What this task involves = From the first line onward, reproduce the records exactly; the final line to include is the one holding "pub struct Ticket".

::: Given data :::

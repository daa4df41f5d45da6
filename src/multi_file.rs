//! Thread-safe pool of file descriptors for one physical file.
//!
//! The pool is a textbook bounded resource pool modeled as an arena of
//! descriptors: slots live behind indices in a `Vec`, not behind raw
//! pointers, so the vector can grow under the guard without invalidating
//! tickets already handed out.
//!
//! The non-blocking slot scan mirrors the `try_lock` probe in
//! `node/db/src/rolling/gc.rs`'s garbage collector, generalized from a
//! single advisory lock to a whole pool of them.

use parking_lot::lock_api::ArcMutexGuard;
use parking_lot::{Mutex, RawMutex};
use std::fs::File;
use std::io::{self, Read, Seek, SeekFrom};
use std::path::{Path, PathBuf};
use std::sync::Arc;
use tracing::{debug, trace};

use crate::error::MultiFileError;

struct Slot {
    file: Option<File>,
}

type SlotGuard = ArcMutexGuard<RawMutex, Slot>;

/// A shared, thread-safe handle to one physical file, lazily opened per
/// concurrent accessor.
pub struct MultiFile {
    path: PathBuf,
    slots: Mutex<Vec<Arc<Mutex<Slot>>>>,
}

/// An opaque ticket binding the caller to one descriptor slot.
///
/// Dropping the ticket is equivalent to the spec's explicit `return`
/// operation: the per-slot lock is released and the slot becomes available
/// to the next `access`.
pub struct Ticket {
    index: usize,
    guard: SlotGuard,
    sentinel: bool,
}

impl MultiFile {
    /// Build a handle over `path` without opening anything yet; the first
    /// physical open happens on the first `access`.
    pub fn new(path: impl Into<PathBuf>) -> Self {
        MultiFile {
            path: path.into(),
            slots: Mutex::new(Vec::new()),
        }
    }

    pub fn path(&self) -> &Path {
        &self.path
    }

    /// Acquire a ticket. Walks the slot vector under a short guard, takes
    /// the first slot whose lock can be acquired non-blockingly, and
    /// releases the guard before doing any I/O. Appends a new slot if every
    /// existing one is currently held.
    #[tracing::instrument(level = "trace", skip(self), fields(path = %self.path.display()))]
    pub fn access(&self) -> Ticket {
        let mut slots = self.slots.lock();
        for (index, slot) in slots.iter().enumerate() {
            if let Some(guard) = slot.try_lock_arc() {
                drop(slots);
                trace!(index, "reused free slot");
                return self.bind(index, guard);
            }
        }
        let fresh = Arc::new(Mutex::new(Slot { file: None }));
        let guard = fresh
            .try_lock_arc()
            .expect("a freshly created slot cannot be contended");
        slots.push(fresh);
        let index = slots.len() - 1;
        drop(slots);
        trace!(index, "appended new slot");
        self.bind(index, guard)
    }

    fn bind(&self, index: usize, mut guard: SlotGuard) -> Ticket {
        if guard.file.is_none() {
            match File::open(&self.path) {
                Ok(file) => guard.file = Some(file),
                Err(source) => {
                    debug!(path = %self.path.display(), %source, "failed to open file on first use");
                    return Ticket {
                        index,
                        guard,
                        sentinel: true,
                    };
                }
            }
        }
        Ticket {
            index,
            guard,
            sentinel: false,
        }
    }

    /// Number of descriptor slots allocated so far (bounded by the peak
    /// concurrent `access` count).
    pub fn slot_count(&self) -> usize {
        self.slots.lock().len()
    }
}

impl Ticket {
    /// Index of the slot this ticket is bound to.
    pub fn slot_index(&self) -> usize {
        self.index
    }

    /// A sentinel ticket is returned when the physical file could not be
    /// opened; every I/O operation against it refuses.
    pub fn is_sentinel(&self) -> bool {
        self.sentinel
    }

    fn file_mut(&mut self) -> Result<&mut File, MultiFileError> {
        if self.sentinel {
            return Err(MultiFileError::SentinelTicket);
        }
        Ok(self
            .guard
            .file
            .as_mut()
            .expect("non-sentinel ticket always holds an open file"))
    }

    pub fn seek(&mut self, pos: SeekFrom) -> Result<u64, MultiFileError> {
        Ok(self.file_mut()?.seek(pos)?)
    }

    pub fn read_exact(&mut self, buf: &mut [u8]) -> Result<(), MultiFileError> {
        self.file_mut()?.read_exact(buf)?;
        Ok(())
    }

    pub fn read(&mut self, buf: &mut [u8]) -> Result<usize, MultiFileError> {
        Ok(self.file_mut()?.read(buf)?)
    }

    pub fn tell(&mut self) -> Result<u64, MultiFileError> {
        self.seek(SeekFrom::Current(0))
    }

    pub fn metadata_len(&mut self) -> Result<u64, MultiFileError> {
        Ok(self.file_mut()?.metadata()?.len())
    }

    /// Explicit release, equivalent to dropping the ticket.
    pub fn release(self) {
        drop(self);
    }
}

impl io::Read for Ticket {
    fn read(&mut self, buf: &mut [u8]) -> io::Result<usize> {
        self.file_mut()
            .map_err(|e| io::Error::new(io::ErrorKind::Other, e))?
            .read(buf)
    }
}

impl io::Seek for Ticket {
    fn seek(&mut self, pos: SeekFrom) -> io::Result<u64> {
        self.file_mut()
            .map_err(|e| io::Error::new(io::ErrorKind::Other, e))?
            .seek(pos)
    }
}

#[cfg(test)]
mod tests {
    use super::*;
    use std::io::Write;

    fn fixture(contents: &[u8]) -> tempfile::TempPath {
        let mut f = tempfile::NamedTempFile::new().unwrap();
        f.write_all(contents).unwrap();
        f.into_temp_path()
    }

    #[test]
    fn access_opens_lazily_and_reads() {
        let path = fixture(b"hello world");
        let handle = MultiFile::new(&path);
        assert_eq!(handle.slot_count(), 0);

        let mut ticket = handle.access();
        assert!(!ticket.is_sentinel());
        let mut buf = [0u8; 5];
        ticket.read_exact(&mut buf).unwrap();
        assert_eq!(&buf, b"hello");
        assert_eq!(handle.slot_count(), 1);
    }

    #[test]
    fn concurrent_access_gets_independent_slots() {
        let path = fixture(b"0123456789");
        let handle = MultiFile::new(&path);

        let mut t1 = handle.access();
        let mut t2 = handle.access();
        assert_ne!(t1.slot_index(), t2.slot_index());
        assert_eq!(handle.slot_count(), 2);

        t1.seek(SeekFrom::Start(5)).unwrap();
        let mut buf1 = [0u8; 2];
        t1.read_exact(&mut buf1).unwrap();
        assert_eq!(&buf1, b"56");

        let mut buf2 = [0u8; 2];
        t2.read_exact(&mut buf2).unwrap();
        assert_eq!(&buf2, b"01");
    }

    #[test]
    fn slot_is_reused_after_release() {
        let path = fixture(b"abcdef");
        let handle = MultiFile::new(&path);
        let t1 = handle.access();
        let idx = t1.slot_index();
        t1.release();
        let t2 = handle.access();
        assert_eq!(t2.slot_index(), idx);
        assert_eq!(handle.slot_count(), 1);
    }

    #[test]
    fn missing_file_yields_sentinel_ticket() {
        let handle = MultiFile::new("/nonexistent/path/to/nowhere");
        let mut ticket = handle.access();
        assert!(ticket.is_sentinel());
        let mut buf = [0u8; 1];
        assert!(ticket.read_exact(&mut buf).is_err());
    }
}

:::

Solved problem =
repository daa4df41f5d45da6
filename src/multi_file.rs
//! Thread-safe pool of file descriptors for one physical file.
//!
//! The pool is a textbook bounded resource pool modeled as an arena of
//! descriptors: slots live behind indices in a `Vec`, not behind raw
//! pointers, so the vector can grow under the guard without invalidating
//! tickets already handed out.
//!
//! The non-blocking slot scan mirrors the `try_lock` probe in
//! `node/db/src/rolling/gc.rs`'s garbage collector, generalized from a
//! single advisory lock to a whole pool of them.

use parking_lot::lock_api::ArcMutexGuard;
use parking_lot::{Mutex, RawMutex};
use std::fs::File;
use std::io::{self, Read, Seek, SeekFrom};
use std::path::{Path, PathBuf};
use std::sync::Arc;
use tracing::{debug, trace};

use crate::error::MultiFileError;

struct Slot {
    file: Option<File>,
}

type SlotGuard = ArcMutexGuard<RawMutex, Slot>;

/// A shared, thread-safe handle to one physical file, lazily opened per
/// concurrent accessor.
pub struct MultiFile {
    path: PathBuf,
    slots: Mutex<Vec<Arc<Mutex<Slot>>>>,
}

/// An opaque ticket binding the caller to one descriptor slot.
///
/// Dropping the ticket is equivalent to the spec's explicit `return`
/// operation: the per-slot lock is released and the slot becomes available
/// to the next `access`.
pub struct Ticket {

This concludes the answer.